Tratava-se, na verdade, do guarda n.º 2462/22621, da Secção de Informações- 4.ª Divisão da PSP, de nome Vitor Lopes Manuel. Cercado pelos estudantes, foi imediatamente levado para a frente do anfiteatro, junto ao quadro preto e aí encapuçado com um saco, para não poder reconhecer e identificar os estudantes presentes.
Entretanto, elementos da Direção da Associação de Estudantes da Escola anfitriã, após um contacto com o Secretário do ISCEF (João Manuel Calçadas Estrela, secretário-chefe da Secção Administrativa), têm a inadmissível e bizarra ideia de aceitar a deslocação ao local de agentes da própria polícia política para identificação do desconhecido retido pelos estudantes.

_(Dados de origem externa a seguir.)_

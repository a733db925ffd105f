//! The generic text-opinion extraction pipeline.
//!
//! A pipeline wires a document provider, a text processor, an ordered list of
//! annotators and a filter chain. Running it over a set of document ids is a
//! single synchronous pass: fetch, parse, annotate, filter, collect. No
//! retries, no partial results; the first error aborts the run.

use crate::annot::TextOpinionAnnotator;
use crate::document::DocId;
use crate::filters::{passes_all, TextOpinionFilter};
use crate::labels::Label;
use crate::opinion::{MissingEnds, OpinionCollection, TextOpinion};
use crate::provider::DocProvider;
use crate::synonyms::SynonymsCollection;
use crate::text::TextProcessor;
use crate::Result;
use serde::{Deserialize, Serialize};
use std::cell::RefCell;
use std::collections::HashSet;
use std::rc::Rc;

/// Split role a pipeline serves.
///
/// A closed set: every build yields exactly these four pipelines.
#[derive(Debug, Clone, Copy, PartialEq, Eq, Hash, PartialOrd, Ord, Serialize, Deserialize)]
pub enum DataType {
    /// Training split: gold plus auto-annotated no-label pairs.
    Train,
    /// Test split: no-label pairs only (no gold at inference time).
    Test,
    /// Evaluation reference: gold only.
    Etalon,
    /// Development split: same composition as Train.
    Dev,
}

impl DataType {
    /// All split roles, in build order.
    #[must_use]
    pub fn all() -> [DataType; 4] {
        [DataType::Train, DataType::Test, DataType::Etalon, DataType::Dev]
    }

    /// Lowercase role name.
    #[must_use]
    pub fn as_str(&self) -> &'static str {
        match self {
            DataType::Train => "train",
            DataType::Test => "test",
            DataType::Etalon => "etalon",
            DataType::Dev => "dev",
        }
    }
}

impl std::fmt::Display for DataType {
    fn fmt(&self, f: &mut std::fmt::Formatter<'_>) -> std::fmt::Result {
        write!(f, "{}", self.as_str())
    }
}

/// Opinions extracted from one document.
#[derive(Debug, Clone, Serialize, Deserialize)]
pub struct DocumentOpinions<L: Label> {
    /// Source document id.
    pub doc_id: DocId,
    /// Surviving opinions, in annotator order.
    pub opinions: Vec<TextOpinion<L>>,
}

/// A wired, runnable opinion extraction pipeline.
///
/// Annotator order matters: a later annotator's candidate is dropped when its
/// synonym-group pair was already claimed by an earlier one, so no-label
/// pairs never shadow gold annotations.
pub struct OpinionPipeline<L: Label> {
    provider: Rc<dyn DocProvider>,
    processor: Rc<dyn TextProcessor>,
    annotators: Vec<Rc<dyn TextOpinionAnnotator<L>>>,
    filters: Vec<Rc<dyn TextOpinionFilter>>,
    synonyms: Rc<RefCell<SynonymsCollection>>,
}

impl<L: Label> OpinionPipeline<L> {
    /// Wire a pipeline from its parts.
    pub fn new(
        provider: Rc<dyn DocProvider>,
        processor: Rc<dyn TextProcessor>,
        annotators: Vec<Rc<dyn TextOpinionAnnotator<L>>>,
        filters: Vec<Rc<dyn TextOpinionFilter>>,
        synonyms: Rc<RefCell<SynonymsCollection>>,
    ) -> Self {
        OpinionPipeline {
            provider,
            processor,
            annotators,
            filters,
            synonyms,
        }
    }

    /// Number of annotators wired into this pipeline.
    #[must_use]
    pub fn annotator_count(&self) -> usize {
        self.annotators.len()
    }

    /// Run over the given documents, in order.
    pub fn run(&self, doc_ids: &[DocId]) -> Result<Vec<DocumentOpinions<L>>> {
        let mut results = Vec::with_capacity(doc_ids.len());
        for id in doc_ids {
            results.push(self.run_document(id)?);
        }
        Ok(results)
    }

    /// Run over a single document.
    pub fn run_document(&self, id: &DocId) -> Result<DocumentOpinions<L>> {
        let doc = self.provider.by_id(id)?;
        let parsed = self.processor.process(doc)?;

        // Group pairs claimed by earlier annotators, filtered or not:
        // a gold pair excluded by a filter must not reappear as no-label.
        let mut claimed = HashSet::new();
        let mut kept = Vec::new();

        for annotator in &self.annotators {
            // One fresh collection per annotator per document. Within one
            // annotator a repeated group pair is a duplicate annotation and
            // aborts the run.
            let mut collection = OpinionCollection::new(true, MissingEnds::Register);
            let candidates = annotator.annotate(&parsed)?;
            log::debug!(
                "{}: annotator {} proposed {} candidates",
                id,
                annotator.name(),
                candidates.len()
            );

            let mut new_keys = Vec::new();
            for opinion in candidates {
                let key = {
                    let mut synonyms = self.synonyms.borrow_mut();
                    collection.key_of(&opinion, &mut synonyms)?
                };
                if claimed.contains(&key) {
                    continue;
                }
                {
                    let mut synonyms = self.synonyms.borrow_mut();
                    collection.add(opinion, &mut synonyms)?;
                }
                new_keys.push(key);
            }
            claimed.extend(new_keys);

            for opinion in collection.into_opinions() {
                if passes_all(&self.filters, &opinion.source_id, &opinion.target_id, &parsed) {
                    kept.push(opinion);
                }
            }
        }

        log::info!("{}: extracted {} opinions", id, kept.len());
        Ok(DocumentOpinions {
            doc_id: id.clone(),
            opinions: kept,
        })
    }
}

É assim que esse Secretário-chefe do ISCEF e elementos da Direção da Associação de Estudantes contactam telefonicamente a PIDE/DGS, onde são atendidos pelo inspetor Dias de Melo, solicitando "a imediata comparência de alguém que pudesse reconhecer e identificar o indivíduo" que "afirmara ser agente da Direcção-Geral de Segurança".

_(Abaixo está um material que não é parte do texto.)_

//! Placeholder elements capturing runs of input.
//!
//! A [`Variable`] never rejects text while matching: it always answers
//! [`MatchResult::AnyMatch`] with its greediness policy. Turning the captured
//! text into a typed value happens afterwards, through a stored map function
//! bound to the evaluation context type `E`.

use crate::element::MatchElement;
use crate::erased::EvaluationContext;
use crate::errors::MapError;
use crate::options::VariableOptions;
use crate::result::MatchResult;
use std::any::{Any, type_name};
use std::fmt;
use std::sync::Arc;

/// Input handed to a variable's map function.
#[derive(Debug, Clone, Copy)]
pub enum MapInput<'a> {
    /// The raw captured substring of an uninterpreted variable.
    Text(&'a str),
    /// The value an evaluation context produced for the capture.
    Value(&'a dyn Any),
    /// The capture evaluated to nothing and the variable accepts nil.
    Nil,
}

impl<'a> MapInput<'a> {
    /// The raw capture, when the input is text.
    #[must_use]
    pub const fn as_text(self) -> Option<&'a str> {
        match self {
            Self::Text(text) => Some(text),
            _ => None,
        }
    }

    /// Borrow an evaluated value as `T`.
    #[must_use]
    pub fn downcast_ref<T: Any>(self) -> Option<&'a T> {
        match self {
            Self::Value(value) => value.downcast_ref::<T>(),
            _ => None,
        }
    }

    /// Whether the input stands for an absent evaluation result.
    #[must_use]
    pub const fn is_nil(self) -> bool {
        matches!(self, Self::Nil)
    }

    /// Checked conversion into `T`.
    ///
    /// Evaluated values convert when they hold a `T`; raw text converts only
    /// when `T` is [`String`]. Nil never converts.
    ///
    /// # Examples
    ///
    /// ```
    /// use eval_elements::MapInput;
    ///
    /// assert_eq!(MapInput::Text("abc").cast::<String>(), Some("abc".to_string()));
    /// assert_eq!(MapInput::Value(&7_i64).cast::<i64>(), Some(7));
    /// assert_eq!(MapInput::Value(&7_i64).cast::<u8>(), None);
    /// ```
    #[must_use]
    pub fn cast<T: Any + Clone>(self) -> Option<T> {
        match self {
            Self::Text(text) => {
                let owned = text.to_string();
                (&owned as &dyn Any).downcast_ref::<T>().cloned()
            }
            Self::Value(value) => value.downcast_ref::<T>().cloned(),
            Self::Nil => None,
        }
    }
}

impl<'a> From<&'a str> for MapInput<'a> {
    fn from(text: &'a str) -> Self {
        Self::Text(text)
    }
}

type MapFn<T, E> = dyn Fn(MapInput<'_>, &E) -> Option<T> + Send + Sync;

fn share<T, E, F>(map: F) -> Arc<MapFn<T, E>>
where
    F: Fn(MapInput<'_>, &E) -> Option<T> + Send + Sync + 'static,
{
    Arc::new(map)
}

fn cast_input<T: Any + Clone, E>(input: MapInput<'_>, _context: &E) -> Option<T> {
    input.cast::<T>()
}

/// Named placeholder converting its capture into a `T` with the help of an
/// evaluation context `E`.
///
/// Variables are immutable. Cloning shares the map function, and
/// [`mapped`](Self::mapped) derives a new variable instead of changing this
/// one.
///
/// # Examples
///
/// ```
/// use eval_elements::{MapInput, MatchElement, MatchResult, Variable};
///
/// let number = Variable::<i64, ()>::with_map("n", |input, _| input.as_text()?.parse().ok());
/// let doubled = number.mapped(|n| n.checked_mul(2));
///
/// assert_eq!(doubled.matches("anything", false), MatchResult::AnyMatch { shortest: true });
/// assert_eq!(doubled.perform_map(MapInput::Text("21"), &()), Some(42));
/// assert_eq!(doubled.perform_map(MapInput::Text("21"), &"wrong context"), None);
/// ```
pub struct Variable<T, E> {
    name: String,
    options: VariableOptions,
    map: Arc<MapFn<T, E>>,
}

impl<T: 'static, E: 'static> Variable<T, E> {
    /// Create a variable with default options whose map performs a checked
    /// conversion of the input into `T`.
    #[must_use]
    pub fn new(name: impl Into<String>) -> Self
    where
        T: Clone,
    {
        Self::with_options(name, VariableOptions::default(), cast_input::<T, E>)
    }

    /// Create a variable with default options and a custom map.
    #[must_use]
    pub fn with_map<F>(name: impl Into<String>, map: F) -> Self
    where
        F: Fn(MapInput<'_>, &E) -> Option<T> + Send + Sync + 'static,
    {
        Self::with_options(name, VariableOptions::default(), map)
    }

    /// Create a variable from explicit options and a map.
    #[must_use]
    pub fn with_options<F>(name: impl Into<String>, options: VariableOptions, map: F) -> Self
    where
        F: Fn(MapInput<'_>, &E) -> Option<T> + Send + Sync + 'static,
    {
        Self {
            name: name.into(),
            options,
            map: share(map),
        }
    }

    /// Identifier used by the scanner when reporting captures.
    #[must_use]
    pub fn name(&self) -> &str {
        &self.name
    }

    /// All policy flags.
    #[must_use]
    pub const fn options(&self) -> VariableOptions {
        self.options
    }

    /// Whether the minimal capture is preferred.
    #[must_use]
    pub const fn shortest(&self) -> bool {
        self.options.shortest
    }

    /// Whether the capture is evaluated before mapping.
    #[must_use]
    pub const fn interpreted(&self) -> bool {
        self.options.interpreted
    }

    /// Whether an absent evaluation result is passed to the map.
    #[must_use]
    pub const fn accepts_nil_value(&self) -> bool {
        self.options.accepts_nil_value
    }

    /// Copy of this variable with a different greediness policy.
    #[must_use]
    pub fn with_shortest(&self, shortest: bool) -> Self {
        self.with_policy(self.options.with_shortest(shortest))
    }

    /// Copy of this variable with a different evaluation policy.
    #[must_use]
    pub fn with_interpreted(&self, interpreted: bool) -> Self {
        self.with_policy(self.options.with_interpreted(interpreted))
    }

    /// Copy of this variable with a different nil acceptance policy.
    #[must_use]
    pub fn with_accepts_nil_value(&self, accepts_nil_value: bool) -> Self {
        self.with_policy(self.options.with_accepts_nil_value(accepts_nil_value))
    }

    fn with_policy(&self, options: VariableOptions) -> Self {
        Self {
            name: self.name.clone(),
            options,
            map: Arc::clone(&self.map),
        }
    }

    /// Derive a variable whose map runs this one's first and then
    /// `transform`.
    ///
    /// When the original map yields nothing, `transform` is not invoked.
    #[must_use]
    pub fn mapped<K, F>(&self, transform: F) -> Variable<K, E>
    where
        K: 'static,
        F: Fn(T) -> Option<K> + Send + Sync + 'static,
    {
        let base = Arc::clone(&self.map);
        Variable {
            name: self.name.clone(),
            options: self.options,
            map: share(move |input, context: &E| base(input, context).and_then(&transform)),
        }
    }

    /// Run the map against a context of the bound type.
    #[must_use]
    pub fn map_value(&self, input: MapInput<'_>, context: &E) -> Option<T> {
        (self.map)(input, context)
    }

    /// Run the map against a type-erased context.
    ///
    /// # Errors
    ///
    /// Returns [`MapError::ContextMismatch`] when `context` is not an `E` and
    /// [`MapError::Conversion`] when the map yields nothing.
    pub fn try_perform_map(&self, input: MapInput<'_>, context: &dyn Any) -> Result<T, MapError> {
        let context = self.narrow(context)?;
        self.convert(input, context)
    }

    /// Run the map against a type-erased context, discarding the failure
    /// reason.
    #[must_use]
    pub fn perform_map(&self, input: MapInput<'_>, context: &dyn Any) -> Option<T> {
        self.try_perform_map(input, context).ok()
    }

    fn narrow<'c>(&self, context: &'c dyn Any) -> Result<&'c E, MapError> {
        context.downcast_ref::<E>().ok_or_else(|| {
            log::debug!(
                "variable `{}` received a context that is not `{}`",
                self.name,
                type_name::<E>()
            );
            MapError::ContextMismatch {
                variable: self.name.clone(),
                expected: type_name::<E>(),
            }
        })
    }

    fn convert(&self, input: MapInput<'_>, context: &E) -> Result<T, MapError> {
        self.map_value(input, context).ok_or_else(|| {
            log::trace!("variable `{}` rejected its input {input:?}", self.name);
            MapError::Conversion {
                variable: self.name.clone(),
            }
        })
    }
}

impl<T: 'static, E: EvaluationContext> Variable<T, E> {
    /// Convert a raw capture into a value, applying the evaluation policy.
    ///
    /// Uninterpreted variables map the raw text. Interpreted variables first
    /// evaluate it through the context; an absent result is mapped as
    /// [`MapInput::Nil`] when nil is accepted and rejected otherwise, without
    /// running the map.
    ///
    /// # Errors
    ///
    /// Returns [`MapError::ContextMismatch`] for a context of the wrong type,
    /// [`MapError::NilRejected`] for a rejected absent evaluation, and
    /// [`MapError::Conversion`] when the map yields nothing.
    pub fn resolve(&self, raw: &str, context: &dyn Any) -> Result<T, MapError> {
        let context = self.narrow(context)?;
        if !self.options.interpreted {
            return self.convert(MapInput::Text(raw), context);
        }
        match context.evaluate(raw) {
            Some(value) => self.convert(MapInput::Value(&*value), context),
            None if self.options.accepts_nil_value => self.convert(MapInput::Nil, context),
            None => {
                log::trace!("variable `{}` evaluated `{raw}` to nil", self.name);
                Err(MapError::NilRejected {
                    variable: self.name.clone(),
                })
            }
        }
    }
}

impl<T, E> MatchElement for Variable<T, E> {
    fn matches(&self, _prefix: &str, _is_last: bool) -> MatchResult {
        MatchResult::AnyMatch {
            shortest: self.options.shortest,
        }
    }
}

impl<T, E> Clone for Variable<T, E> {
    fn clone(&self) -> Self {
        Self {
            name: self.name.clone(),
            options: self.options,
            map: Arc::clone(&self.map),
        }
    }
}

impl<T, E> fmt::Debug for Variable<T, E> {
    fn fmt(&self, f: &mut fmt::Formatter<'_>) -> fmt::Result {
        f.debug_struct("Variable")
            .field("name", &self.name)
            .field("options", &self.options)
            .finish_non_exhaustive()
    }
}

A posterior entrada provocatória dos esbirros da DGS, docilmente acompanhados por três dirigentes da associação académica, num anfiteatro a abarrotar, provocou a indignação generalizada dos presentes perante aquela situação de inconcebível cumplicidade (gritava-se: “Assassinos! Rua!”).
Logo avançou para os expulsar da Escola um grupo de estudantes encabeçado por Ribeiro Santos, interpondo-se-lhes nesse momento aqueles dirigentes associativos a travar-lhes o passo e a gritar: "Calma, calma, que nós temos garantias!".
Foi o tempo suficiente para um dos esbirros que para ali fora destacado, na sequência do telefonema do secretário do ISCEF - o agente de 2.ª classe da PIDE/DGS António Joaquim Gomes da Rocha – sacar da sua pistola e disparar, atingindo Ribeiro Santos pelas costas que tombou, logo amparado por colegas. Mas esse pide continuou a disparar - só a intervenção de José Lamego, que o agarrou, impediu que ele continuasse, embora atingindo este numa coxa.
Aproveitando a confusão que se instalou, este agente da PIDE/DGS fugiu, de arma na mão e dizendo-se apedrejado, acabando por se refugiar, com o bufo inicialmente denunciado, na 30.ª esquadra (Caminho Novo) ali perto (e que já não existe). O outro pide já se tinha escapado - após ter informado os seus superiores pelo telefone, a partir do gabinete do secretário do Instituto..
Imediatamente transportado para o Hospital de Santa Maria por estudantes de Medicina que se encontravam na reunião, José António Ribeiro Santos vem a morrer ainda na Sala de Observações.